BMDL, advers etkilerin seviyesinde küçük bir artışa (örneğin %5 veya %10) neden olan dozun alt güven aralığıdır. BMDL, kritik etki için tüm doz-cevap eğrisinden elde edilen veriler kullanılarak nicel bir şekilde türetilmiş olup, NOAEL veya LOAEL’deki tek bir dozdan ziyade verilerin istatistiksel gücünü ve kalitesini hesaba katar (IPCS, 2009).
Belirsizlik Faktörleri
Belirsizlik veya güvenlik faktörlerinin uygulanması, geleneksel olarak ve başarılı bir şekilde, gıda katkı maddeleri, pestisitler ve çevresel kirleticiler için ADI ve TDI’lerin türetilmesinde kullanılmıştır. Bu faktörlerin türetilmesi, uzman değerlendirmesi ve mevcut bilimsel kanıtların dikkatli bir şekilde değerlendirilmesini gerektirir. Kılavuz değerlerin türetilmesinde, belirsizlik faktörleri, en biyolojik açıdan anlamlı olduğu düşünülen yanıt için NOAEL, LOAEL veya BMD/BMDL’ye uygulanır.
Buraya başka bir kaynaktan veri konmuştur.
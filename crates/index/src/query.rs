use crate::{CollectionIndex, IndexError, PayloadFilter, ScoredItem};
use std::cmp::Ordering;

/// Chunk size for auto-vectorized accumulation.
const SIMD_CHUNK_SIZE: usize = 32;

impl CollectionIndex {
    /// Cosine similarity between two stored vectors.
    ///
    /// Returns 0.0 for mismatched lengths or a zero norm instead of failing; the
    /// index ranks whatever it holds.
    #[inline]
    pub(crate) fn cosine_similarity(a: &[f32], b: &[f32]) -> f32 {
        if a.len() != b.len() || a.is_empty() {
            return 0.0;
        }

        let mut dot = 0f32;
        let mut norm_a = 0f32;
        let mut norm_b = 0f32;

        for (ca, cb) in a.chunks(SIMD_CHUNK_SIZE).zip(b.chunks(SIMD_CHUNK_SIZE)) {
            let (d, na, nb) = Self::accumulate_chunk(ca, cb);
            dot += d;
            norm_a += na;
            norm_b += nb;
        }

        let denom = norm_a.sqrt() * norm_b.sqrt();
        if denom == 0.0 {
            return 0.0;
        }
        dot / denom
    }

    #[inline(always)]
    fn accumulate_chunk(a: &[f32], b: &[f32]) -> (f32, f32, f32) {
        a.iter()
            .zip(b.iter())
            .fold((0.0, 0.0, 0.0), |(dot, na, nb), (&x, &y)| {
                (dot + x * y, na + x * x, nb + y * y)
            })
    }

    /// Exact top-k search over one collection.
    ///
    /// Every item passing `filter` is scored; results are sorted by score
    /// descending with ties broken by id.
    pub fn search(
        &self,
        collection: &str,
        vector: &[f32],
        filter: &PayloadFilter,
        limit: usize,
    ) -> Result<Vec<ScoredItem>, IndexError> {
        if limit == 0 {
            return Ok(Vec::new());
        }
        Self::check_vector(collection, vector)?;
        match self.dimension(collection)? {
            // Nothing stored yet: nothing to rank.
            None => return Ok(Vec::new()),
            Some(expected) if expected != vector.len() => {
                return Err(IndexError::DimensionMismatch {
                    collection: collection.to_string(),
                    expected,
                    actual: vector.len(),
                })
            }
            Some(_) => {}
        }

        let mut results = Vec::new();
        let mut scanned = 0usize;
        self.scan_items(collection, &mut |item| {
            scanned += 1;
            if filter.matches(&item.payload) {
                let score = Self::cosine_similarity(vector, &item.vector);
                results.push(ScoredItem { item, score });
            }
            Ok(())
        })?;

        results.sort_unstable_by(|a, b| {
            b.score
                .partial_cmp(&a.score)
                .unwrap_or(Ordering::Equal)
                .then_with(|| a.item.id.cmp(&b.item.id))
        });
        results.truncate(limit);

        tracing::debug!(
            collection,
            scanned,
            returned = results.len(),
            limit,
            "index_query"
        );
        Ok(results)
    }
}
//! On-disk backends survive a restart.

#![cfg(feature = "redb")]

use std::fs;

use outfit::{Category, Collection, OutfitAssistant, OutfitConfig, Payload};

fn on_disk_config(dir: &std::path::Path) -> OutfitConfig {
    let yaml = format!(
        r#"
version: "1.0"
embed:
  mode: "stub"
  dimension: 32
index:
  backend: "redb"
  redb_path: "{index}"
archive:
  backend: "sqlite"
  sqlite_path: "{archive}"
"#,
        index = dir.join("outfits.redb").display(),
        archive = dir.join("fashion.db").display(),
    );
    OutfitConfig::from_yaml(&yaml).expect("config")
}

#[test]
fn wardrobe_and_saved_outfits_survive_reopen() {
    let dir = tempfile::tempdir().expect("tempdir");
    let shirt = dir.path().join("shirt.jpg");
    let jeans = dir.path().join("jeans.jpg");
    fs::write(&shirt, b"shirt").expect("write");
    fs::write(&jeans, b"jeans").expect("write");
    let config = on_disk_config(dir.path());

    let saved_id = {
        let assistant = OutfitAssistant::from_config(&config).expect("assistant");
        assistant
            .add_item(
                Collection::Wardrobe,
                &shirt,
                Category::Top,
                Payload::new().with_description("Oxford shirt"),
            )
            .expect("add shirt");
        assistant
            .add_item(
                Collection::Wardrobe,
                &jeans,
                Category::Bottom,
                Payload::new().with_description("Jeans"),
            )
            .expect("add jeans");
        let rec = assistant.generate("smart casual").expect("generate");
        assistant
            .save_outfit(&rec.outfits[0], &rec.prompt)
            .expect("save")
    };

    let assistant = OutfitAssistant::from_config(&config).expect("reopen");
    assert_eq!(
        assistant
            .list_items(Collection::Wardrobe, None)
            .expect("list")
            .len(),
        2
    );
    let rec = assistant.generate("smart casual").expect("generate");
    assert_eq!(rec.outfits.len(), 1);
    assert_eq!(rec.outfits[0].top.description(), Some("Oxford shirt"));

    let saved = assistant.saved_outfits().expect("saved");
    assert_eq!(saved.len(), 1);
    assert_eq!(saved[0].id, saved_id);
    assert_eq!(saved[0].bottom_description.as_deref(), Some("Jeans"));
    assert_eq!(saved[0].prompt.as_deref(), Some("smart casual"));
}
Tablo 8.3 Kılavuz değerlerin türetilmesindeki belirsizliğin kaynağı
Belirsizliğin kaynağı | Belirsizlik faktörü |
Türler arası varyasyon (deney hayvanlarından insanlara yapılan tahminler) | 1-10 |
Tür içi çeşitlilik (insanlardaki bireysel farklılıkları hesaba katar) | 1-10 |
Çalışmaların veya veri tabanının yeterliliği | 1-10 |
Etkinin niteliği ve şiddeti | 1-10 |
Genel nüfusun maruziyeti ile ilgili olarak, deney hayvanlarında kritik etki için NOAEL veya BMD/BMDL, normalde 100’lük bir belirsizlik faktörü ile bölünür. Bu, iki 10 katlı faktör içerir: biri türler arası farklılıklar için, diğeri insanlar arasındaki bireysel varyasyon için (Tablo 8.3). Veritabanı eksikliklerine ve etkilerin şiddeti veya geri döndürülemezliği için ek belirsizlik faktörleri dahil edilebilir. 10’dan düşük faktörler, örneğin, insanlar çalışılan deney hayvanı türlerinden daha az hassas oldukları bilinen durumlarda, türler arası varyasyon için kullanılır.
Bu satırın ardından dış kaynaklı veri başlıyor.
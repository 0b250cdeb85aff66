use std::path::{Path, PathBuf};

use serde::{Deserialize, Serialize};

use crate::EmbedError;

/// Embedding output.
#[derive(Debug, Clone, Serialize, Deserialize, PartialEq)]
pub struct Embedding {
    /// Unit-length embedding values.
    pub vector: Vec<f32>,
    /// Name of the model used to produce the vector.
    pub model_name: String,
    /// Dimension of `vector`.
    pub embedding_dim: usize,
    /// Whether [`vector`](Self::vector) was L2-normalized by the provider.
    pub normalized: bool,
}

impl Embedding {
    pub(crate) fn new(vector: Vec<f32>, model_name: &str) -> Self {
        let embedding_dim = vector.len();
        Self {
            vector,
            model_name: model_name.to_string(),
            embedding_dim,
            normalized: true,
        }
    }

    /// Consume the embedding and keep only the raw vector.
    pub fn into_vector(self) -> Vec<f32> {
        self.vector
    }
}

/// Where an image to embed comes from.
#[derive(Debug, Clone, PartialEq)]
pub enum ImageSource {
    /// Image file on the local filesystem.
    Path(PathBuf),
    /// Encoded image bytes already in memory (e.g. an upload).
    Bytes(Vec<u8>),
}

impl ImageSource {
    pub fn path(path: impl Into<PathBuf>) -> Self {
        ImageSource::Path(path.into())
    }

    /// Read the encoded image bytes, touching the filesystem for `Path` sources.
    pub fn read_bytes(&self) -> Result<Vec<u8>, EmbedError> {
        match self {
            ImageSource::Path(path) => std::fs::read(path)
                .map_err(|err| EmbedError::unreadable(path.display().to_string(), err)),
            ImageSource::Bytes(bytes) => Ok(bytes.clone()),
        }
    }

    /// Short label for logs.
    pub fn describe(&self) -> String {
        match self {
            ImageSource::Path(path) => path.display().to_string(),
            ImageSource::Bytes(bytes) => format!("<{} bytes>", bytes.len()),
        }
    }
}

impl From<&Path> for ImageSource {
    fn from(path: &Path) -> Self {
        ImageSource::Path(path.to_path_buf())
    }
}

impl From<Vec<u8>> for ImageSource {
    fn from(bytes: Vec<u8>) -> Self {
        ImageSource::Bytes(bytes)
    }
}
Yetersiz çalışmalar veya veritabanları, bir NOAEL yerine bir LOAEL’in kullanıldığı ve arzu edilen süreden daha kısa olduğu düşünülen çalışmaları içerir. Etkinin niteliği veya şiddeti ek bir belirsizlik faktörünü haklı çıkarabilecek durumlar arasında, son noktanın bir fetüsün malformasyonu olduğu veya NOAEL’i belirleyen son noktanun doğrudan olası kanserojenite ile ilişkili olduğu çalışmalardır. Son durumda, teorik risk ekstrapolasyon yaklaşımı yerine bir TDI yaklaşımı kullanılarak kılavuz değeri türetilen kanserojen bileşikler için genellikle ek bir belirsizlik faktörü uygulanır.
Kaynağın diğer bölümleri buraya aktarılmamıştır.